I give you a free win32 conversion of the classic old games workshop game Heroquest. It runs much better than the other available version, which was written for DOS over 10 years ago. If you’re unfamiliar with it, Heroquest is a poor man’s Dungeons and Dragons, played on a board with miniatures, and was originally published in the UK by Games Workshop then brought to the US by (Hasbro? Milton Bradley?). You can review the boardgamegeek.com entry if you’re interested in more background, or just grab the download from the link above if you want to tinker with it, it takes 5 minutes to review how it works and get down to playing.

11

Aug

Help for your music collection

If you’re like me, you’ve got gigs of mp3 on your hard drive, and perhaps you’ve been a little lax in terms of making sure the id3 tags are accurate when you ripped the music from your cd collection.

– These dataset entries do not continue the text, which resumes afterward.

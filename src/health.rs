//! Health-check handlers.
//!
//! | Handler | Typical path | Answer |
//! |---|---|---|
//! | [`liveness`] | `/healthz` | The process can answer HTTP at all. |
//! | [`readiness`] | `/readyz` | The service may receive traffic. |
//! | [`healthcheck`] | `/v1/healthcheck` | JSON status with environment and version. |
//!
//! ```rust
//! use greenlight::{health, Router};
//!
//! let app = Router::new()
//!     .get("/healthz", health::liveness)
//!     .get("/readyz", health::readiness)
//!     .get("/v1/healthcheck", health::healthcheck("development", "1.0.0"));
//! ```

use bytes::Bytes;
use serde::Serialize;

use crate::handler::Handler;
use crate::{Request, Response};

/// Always `200 OK` with body `"ok"`.
pub async fn liveness(_req: Request) -> Response {
    Response::text("ok")
}

/// `200 OK` with body `"ready"`. Replace with your own handler to gate on
/// dependency health.
pub async fn readiness(_req: Request) -> Response {
    Response::text("ready")
}

#[derive(Serialize)]
struct Status<'a> {
    status: &'a str,
    system_info: SystemInfo<'a>,
}

#[derive(Serialize)]
struct SystemInfo<'a> {
    environment: &'a str,
    version: &'a str,
}

/// Builds the `/v1/healthcheck` handler.
///
/// The body is rendered once, up front:
///
/// ```json
/// {"status":"available","system_info":{"environment":"production","version":"1.0.0"}}
/// ```
pub fn healthcheck(environment: &str, version: &str) -> impl Handler + use<> {
    let status = Status {
        status: "available",
        system_info: SystemInfo { environment, version },
    };
    let body = match serde_json::to_vec(&status) {
        Ok(body) => Bytes::from(body),
        Err(e) => {
            tracing::error!("failed to encode healthcheck body: {e}");
            Bytes::new()
        }
    };

    move |_req: Request| {
        let body = body.clone();
        async move { Response::json(body) }
    }
}

#[cfg(test)]
mod tests {
    use http::{Method, StatusCode};
    use serde_json::{json, Value};

    use super::*;
    use crate::handler::boxed;

    #[tokio::test]
    async fn healthcheck_reports_environment_and_version() {
        let handler = boxed(healthcheck("staging", "0.1.0"));

        let res = handler.call(Request::new(Method::GET, "/v1/healthcheck")).await;

        assert_eq!(res.status_code(), StatusCode::OK);
        let body: Value = serde_json::from_slice(res.body()).unwrap();
        assert_eq!(
            body,
            json!({"status": "available", "system_info": {"environment": "staging", "version": "0.1.0"}})
        );
    }

    #[tokio::test]
    async fn liveness_is_ok() {
        let res = liveness(Request::new(Method::GET, "/healthz")).await;
        assert_eq!(res.body(), b"ok");
    }
}
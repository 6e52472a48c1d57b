//! Radix-tree request router.
//!
//! One tree per HTTP method. O(path-length) lookup. The router is itself a
//! handler, so middleware wraps it the same way it wraps anything else.

use std::collections::HashMap;
use std::sync::Arc;

use http::Method;
use matchit::Router as MatchitRouter;

use crate::handler::{BoxFuture, BoxedHandler, ErasedHandler, Handler};
use crate::request::Request;
use crate::responses;

/// The application router.
///
/// Build it once at startup, turn it into a handler with
/// [`Router::into_handler`], wrap it in middleware and pass it to
/// [`Server::serve`](crate::Server::serve).
pub struct Router {
    routes: HashMap<Method, MatchitRouter<BoxedHandler>>,
}

/// Outcome of a route lookup.
pub(crate) enum Match {
    Found(BoxedHandler, HashMap<String, String>),
    /// The path exists, but not for this method.
    MethodNotAllowed(Vec<Method>),
    NotFound,
}

impl Router {
    pub fn new() -> Self {
        Self { routes: HashMap::new() }
    }

    /// Register a handler for a method + path pair. Returns `self` for chaining.
    ///
    /// Path parameters use `{name}` syntax — `req.param("name")` retrieves them:
    ///
    /// ```rust
    /// # use greenlight::{Request, Response, Router};
    /// # use http::Method;
    /// # async fn show_movie(_: Request) -> Response { Response::text("") }
    /// # async fn create_movie(_: Request) -> Response { Response::text("") }
    /// Router::new()
    ///     .on(Method::GET,  "/v1/movies/{id}", show_movie)
    ///     .on(Method::POST, "/v1/movies",      create_movie);
    /// ```
    ///
    /// # Panics
    ///
    /// Panics if `path` is malformed or conflicts with an existing route.
    /// Routes are registered at startup, so this surfaces immediately.
    pub fn on(mut self, method: Method, path: &str, handler: impl Handler) -> Self {
        self.routes
            .entry(method)
            .or_default()
            .insert(path, handler.into_boxed_handler())
            .unwrap_or_else(|e| panic!("invalid route `{path}`: {e}"));
        self
    }

    pub fn get(self, path: &str, handler: impl Handler) -> Self {
        self.on(Method::GET, path, handler)
    }

    pub fn post(self, path: &str, handler: impl Handler) -> Self {
        self.on(Method::POST, path, handler)
    }

    pub fn put(self, path: &str, handler: impl Handler) -> Self {
        self.on(Method::PUT, path, handler)
    }

    pub fn patch(self, path: &str, handler: impl Handler) -> Self {
        self.on(Method::PATCH, path, handler)
    }

    pub fn delete(self, path: &str, handler: impl Handler) -> Self {
        self.on(Method::DELETE, path, handler)
    }

    /// Erases the router into a handler for middleware and the server.
    pub fn into_handler(self) -> BoxedHandler {
        Arc::new(self)
    }

    pub(crate) fn lookup(&self, method: &Method, path: &str) -> Match {
        if let Some(matched) = self.routes.get(method).and_then(|tree| tree.at(path).ok()) {
            let handler = Arc::clone(matched.value);
            let params = matched.params.iter()
                .map(|(k, v)| (k.to_owned(), v.to_owned()))
                .collect();
            return Match::Found(handler, params);
        }

        let mut allowed: Vec<Method> = self.routes.iter()
            .filter(|(m, tree)| *m != method && tree.at(path).is_ok())
            .map(|(m, _)| m.clone())
            .collect();

        if allowed.is_empty() {
            return Match::NotFound;
        }
        allowed.sort_by(|a, b| a.as_str().cmp(b.as_str()));
        Match::MethodNotAllowed(allowed)
    }
}

impl Default for Router {
    fn default() -> Self { Self::new() }
}

impl ErasedHandler for Router {
    fn call(&self, mut req: Request) -> BoxFuture {
        match self.lookup(req.method(), req.path()) {
            Match::Found(handler, params) => {
                req.params = params;
                handler.call(req)
            }
            Match::MethodNotAllowed(allowed) => {
                let res = responses::method_not_allowed(req.method(), &allowed);
                Box::pin(async move { res })
            }
            Match::NotFound => Box::pin(async { responses::not_found() }),
        }
    }
}
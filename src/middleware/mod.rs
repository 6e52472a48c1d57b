//! Middleware layer.
//!
//! A middleware is a plain function from handler to handler:
//!
//! ```text
//! fn(BoxedHandler) -> BoxedHandler
//! ```
//!
//! It receives the handler it guards and returns a new one with the same
//! signature. There is no global registry; a [`Pipeline`] is an explicit,
//! ordered list of such functions applied once at startup.
//!
//! Built-in middleware:
//! - [`recover_panic`] — turns a panicking handler into a `500` JSON response

mod recover;

use std::sync::Arc;

use crate::handler::BoxedHandler;

pub use recover::{recover_panic, RecoveredPanic};

/// A handler-to-handler wrapping function.
pub type Middleware = Arc<dyn Fn(BoxedHandler) -> BoxedHandler + Send + Sync + 'static>;

/// Ordered middleware stack.
///
/// The first layer added is the outermost: it sees the request first and
/// the response last.
///
/// ```rust
/// use greenlight::middleware::{self, Pipeline};
/// use greenlight::{Request, Router};
///
/// # async fn healthcheck(_: Request) -> &'static str { "ok" }
/// let router = Router::new().get("/v1/healthcheck", healthcheck);
/// let app = Pipeline::new()
///     .layer(middleware::recover_panic)
///     .wrap(router.into_handler());
/// ```
#[derive(Clone, Default)]
pub struct Pipeline {
    layers: Vec<Middleware>,
}

impl Pipeline {
    pub fn new() -> Self {
        Self::default()
    }

    /// Appends a layer inside every layer added before it.
    pub fn layer<F>(mut self, middleware: F) -> Self
    where
        F: Fn(BoxedHandler) -> BoxedHandler + Send + Sync + 'static,
    {
        self.layers.push(Arc::new(middleware));
        self
    }

    pub fn len(&self) -> usize {
        self.layers.len()
    }

    pub fn is_empty(&self) -> bool {
        self.layers.is_empty()
    }

    /// Wraps `handler` in every layer, innermost first.
    pub fn wrap(&self, handler: BoxedHandler) -> BoxedHandler {
        self.layers
            .iter()
            .rev()
            .fold(handler, |inner, middleware| middleware(inner))
    }
}
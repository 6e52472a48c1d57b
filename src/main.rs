//! The greenlight API server.
//!
//! Run with:
//!   RUST_LOG=info cargo run -- --port 4000 --env development
//!
//! Try:
//!   curl http://localhost:4000/v1/healthcheck
//!   curl http://localhost:4000/healthz

use anyhow::Context;
use clap::Parser;
use greenlight::config::Config;
use greenlight::middleware::{self, Pipeline};
use greenlight::{health, telemetry, BoxedHandler, Router, Server};
use tracing::info;

const VERSION: &str = env!("CARGO_PKG_VERSION");

#[tokio::main]
async fn main() -> anyhow::Result<()> {
    let config = Config::parse();
    telemetry::init(config.log_format);

    info!(env = %config.env, port = config.port, version = VERSION, "configuration loaded");

    let server = Server::bind(&config.listen_addr())
        .with_context(|| format!("invalid listen address for port {}", config.port))?
        .max_body_bytes(config.max_body_bytes);

    server
        .serve(app(&config))
        .await
        .context("server error")
}

fn app(config: &Config) -> BoxedHandler {
    let router = Router::new()
        .get("/v1/healthcheck", health::healthcheck(config.env.as_str(), VERSION))
        .get("/healthz", health::liveness)
        .get("/readyz", health::readiness);

    Pipeline::new()
        .layer(middleware::recover_panic)
        .wrap(router.into_handler())
}
//! Log output setup for the binary.

use tracing::Subscriber;
use tracing_subscriber::fmt::MakeWriter;
use tracing_subscriber::EnvFilter;

use crate::config::LogFormat;

/// Installs the global subscriber writing to stdout.
///
/// `RUST_LOG` selects what is logged; `info` when unset.
pub fn init(format: LogFormat) {
    let filter = EnvFilter::try_from_default_env().unwrap_or_else(|_| EnvFilter::new("info"));
    let subscriber = subscriber(format, filter, std::io::stdout);
    if let Err(e) = tracing::subscriber::set_global_default(subscriber) {
        eprintln!("failed to install log subscriber: {e}");
    }
}

/// Builds a subscriber in `format` writing through `writer`.
pub fn subscriber<W>(
    format: LogFormat,
    filter: EnvFilter,
    writer: W,
) -> Box<dyn Subscriber + Send + Sync + 'static>
where
    W: for<'a> MakeWriter<'a> + Send + Sync + 'static,
{
    let builder = tracing_subscriber::fmt()
        .with_env_filter(filter)
        .with_writer(writer);

    match format {
        LogFormat::Text => Box::new(builder.with_ansi(false).finish()),
        LogFormat::Json => Box::new(builder.json().finish()),
    }
}
//! Per-request panic recovery.

use std::any::Any;
use std::fmt;
use std::panic::{self, AssertUnwindSafe};
use std::sync::Arc;

use futures::FutureExt;
use http::header::{HeaderValue, CONNECTION};

use crate::handler::{BoxFuture, BoxedHandler, ErasedHandler};
use crate::request::Request;
use crate::response::Response;
use crate::responses;

/// A panic caught at the recovery boundary.
///
/// Only the message survives; it goes to the log and never to the client.
#[derive(Debug, Clone, PartialEq, Eq)]
pub struct RecoveredPanic {
    message: String,
}

impl RecoveredPanic {
    /// Renders a `catch_unwind` payload. `panic!` produces `&str` or
    /// `String`; anything else (`panic_any`) has no printable form.
    ///
    /// The payload is dropped inside its own unwind guard: a payload whose
    /// `Drop` panics must not escape the boundary that caught it.
    pub fn from_payload(payload: Box<dyn Any + Send>) -> Self {
        let message = if let Some(s) = payload.downcast_ref::<&'static str>() {
            (*s).to_owned()
        } else if let Some(s) = payload.downcast_ref::<String>() {
            s.clone()
        } else {
            "non-string panic payload".to_owned()
        };
        drop_payload(payload);
        Self { message }
    }

    pub fn message(&self) -> &str {
        &self.message
    }
}

fn drop_payload(payload: Box<dyn Any + Send>) {
    if let Err(nested) = panic::catch_unwind(AssertUnwindSafe(move || drop(payload))) {
        // Dropping this one could panic again; leak it instead.
        std::mem::forget(nested);
    }
}

impl fmt::Display for RecoveredPanic {
    fn fmt(&self, f: &mut fmt::Formatter<'_>) -> fmt::Result {
        write!(f, "panic: {}", self.message)
    }
}

/// Wraps `inner` so that a panic while handling one request becomes a
/// `500` response for that request alone.
///
/// On panic the response is
/// `{"error":"the server encountered a problem and could not process your request"}`
/// with `connection: close`, and the panic message is logged with the
/// request's method and path. Responses from an `inner` that returns
/// normally pass through untouched.
///
/// Both halves of a handler call are guarded: the synchronous part that
/// builds the future and every poll of that future.
pub fn recover_panic(inner: BoxedHandler) -> BoxedHandler {
    Arc::new(RecoverPanic { inner })
}

struct RecoverPanic {
    inner: BoxedHandler,
}

impl ErasedHandler for RecoverPanic {
    fn call(&self, req: Request) -> BoxFuture {
        let method = req.method().clone();
        let path = req.path().to_owned();

        let fut = match panic::catch_unwind(AssertUnwindSafe(|| self.inner.call(req))) {
            Ok(fut) => fut,
            Err(payload) => {
                let failure = RecoveredPanic::from_payload(payload);
                return Box::pin(async move { recovered(&method, &path, failure) });
            }
        };

        Box::pin(async move {
            match AssertUnwindSafe(fut).catch_unwind().await {
                Ok(res) => res,
                Err(payload) => recovered(&method, &path, RecoveredPanic::from_payload(payload)),
            }
        })
    }
}

fn recovered(method: &http::Method, path: &str, failure: RecoveredPanic) -> Response {
    responses::log_error(method, path, &failure);
    let mut res = responses::error_response(
        http::StatusCode::INTERNAL_SERVER_ERROR,
        responses::SERVER_ERROR_MESSAGE,
    );
    res.headers.insert(CONNECTION, HeaderValue::from_static("close"));
    res
}

#[cfg(test)]
mod tests {
    use std::io;
    use std::sync::Mutex;

    use http::{Method, StatusCode};
    use serde_json::{json, Value};
    use tracing_subscriber::fmt::MakeWriter;

    use super::*;
    use crate::handler::boxed;
    use crate::responses::SERVER_ERROR_MESSAGE;

    /// Collects formatted log output in memory.
    #[derive(Clone, Default)]
    struct Captured(Arc<Mutex<Vec<u8>>>);

    impl Captured {
        fn contents(&self) -> String {
            String::from_utf8_lossy(&self.0.lock().unwrap()).into_owned()
        }
    }

    impl io::Write for Captured {
        fn write(&mut self, buf: &[u8]) -> io::Result<usize> {
            self.0.lock().unwrap().extend_from_slice(buf);
            Ok(buf.len())
        }

        fn flush(&mut self) -> io::Result<()> {
            Ok(())
        }
    }

    impl<'a> MakeWriter<'a> for Captured {
        type Writer = Captured;

        fn make_writer(&'a self) -> Self::Writer {
            self.clone()
        }
    }

    fn capture_logs() -> (Captured, tracing::subscriber::DefaultGuard) {
        let captured = Captured::default();
        let subscriber = tracing_subscriber::fmt()
            .with_writer(captured.clone())
            .with_ansi(false)
            .finish();
        let guard = tracing::subscriber::set_default(subscriber);
        (captured, guard)
    }

    async fn something_went_wrong(_req: Request) -> Response {
        panic!("something went wrong")
    }

    async fn leaks_secret(_req: Request) -> Response {
        panic!("secret database password in panic")
    }

    async fn inner_failure(_req: Request) -> Response {
        panic!("inner failure")
    }

    fn assert_recovered(res: &Response) {
        assert_eq!(res.status_code(), StatusCode::INTERNAL_SERVER_ERROR);
        assert_eq!(res.header("connection"), Some("close"));
        let body: Value = serde_json::from_slice(res.body()).expect("body is valid JSON");
        assert_eq!(body, json!({"error": SERVER_ERROR_MESSAGE}));
    }

    #[tokio::test]
    async fn panic_inside_future_becomes_500() {
        let handler = recover_panic(boxed(something_went_wrong));

        let res = handler.call(Request::new(Method::GET, "/test")).await;

        assert_recovered(&res);
    }

    #[tokio::test]
    async fn panic_before_future_is_built_becomes_500() {
        let handler = recover_panic(boxed(|req: Request| {
            if req.path() == "/test" {
                panic!("synchronous failure");
            }
            async { Response::text("ok") }
        }));

        let res = handler.call(Request::new(Method::GET, "/test")).await;

        assert_recovered(&res);
    }

    #[tokio::test]
    async fn normal_response_passes_through() {
        let handler = recover_panic(boxed(|_req: Request| async { Response::text("ok") }));

        let res = handler.call(Request::new(Method::GET, "/test")).await;

        assert_eq!(res.status_code(), StatusCode::OK);
        assert_eq!(res.body(), b"ok");
        assert_eq!(res.header("connection"), None);
        assert_eq!(res.header("content-type"), Some("text/plain; charset=utf-8"));
    }

    #[tokio::test]
    async fn error_responses_from_inner_are_not_rewritten() {
        let handler = recover_panic(boxed(|_req: Request| async { responses::not_found() }));

        let res = handler.call(Request::new(Method::GET, "/missing")).await;

        assert_eq!(res.status_code(), StatusCode::NOT_FOUND);
        assert_eq!(res.header("connection"), None);
    }

    #[tokio::test]
    async fn panic_message_is_logged_not_returned() {
        let (logs, _guard) = capture_logs();
        let handler = recover_panic(boxed(leaks_secret));

        let res = handler.call(Request::new(Method::POST, "/v1/movies")).await;

        let body = String::from_utf8_lossy(res.body()).into_owned();
        assert!(!body.contains("secret"));
        let logs = logs.contents();
        assert!(logs.contains("panic: secret database password in panic"), "{logs}");
        assert!(logs.contains("request_method=POST"), "{logs}");
        assert!(logs.contains("request_url=/v1/movies"), "{logs}");
    }

    #[tokio::test]
    async fn nested_boundaries_report_once() {
        let (logs, _guard) = capture_logs();
        let handler = recover_panic(recover_panic(boxed(inner_failure)));

        let res = handler.call(Request::new(Method::GET, "/test")).await;

        assert_recovered(&res);
        assert_eq!(res.headers().get_all(CONNECTION).iter().count(), 1);
        assert_eq!(logs.contents().matches("panic: inner failure").count(), 1);
    }

    /// Panics again when dropped.
    struct PanicsOnDrop;

    impl Drop for PanicsOnDrop {
        fn drop(&mut self) {
            panic!("payload drop");
        }
    }

    async fn panics_with_hostile_payload(_req: Request) -> Response {
        panic::panic_any(PanicsOnDrop)
    }

    #[tokio::test]
    async fn payload_that_panics_on_drop_stays_inside_boundary() {
        let handler = recover_panic(boxed(panics_with_hostile_payload));

        let res = handler.call(Request::new(Method::GET, "/test")).await;

        assert_recovered(&res);
    }

    #[test]
    fn payload_messages() {
        let from_str = panic::catch_unwind(|| panic!("static")).unwrap_err();
        assert_eq!(RecoveredPanic::from_payload(from_str).message(), "static");

        let from_string = panic::catch_unwind(|| panic!("formatted {}", 42)).unwrap_err();
        assert_eq!(RecoveredPanic::from_payload(from_string).message(), "formatted 42");

        let opaque = panic::catch_unwind(|| panic::panic_any(7_u8)).unwrap_err();
        assert_eq!(
            RecoveredPanic::from_payload(opaque).message(),
            "non-string panic payload"
        );
    }
}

Or maybe you’re grabbing a lot of it off of edonkey/dc++/usenet/caracho/whatever, where the metadata quality is all over the map. If you’ve got a portable mp3 player this can be a big hassle, since without accurate metadata the files won’t neccesarily play in the correct order or even let you know the artist and song title of the individual tracks. There are solutions to this, like itunes, mexp or the builtin media browsers in players like QCD and winamp, but each has its issues. My favorite tool up until now has been Tag & Rename, but it’s a little spendy for a one trick pony. Enter The Godfather. It’s donationware - give them what you think it’s worth - and it works great, integrating with the CDDB and Allmusic.com. The interface is equal to Tag & Rename’s, and it’s speedy. Check it out of your mp3 collection is starting to get unwieldy, it’s well worth the effort to clean now and then.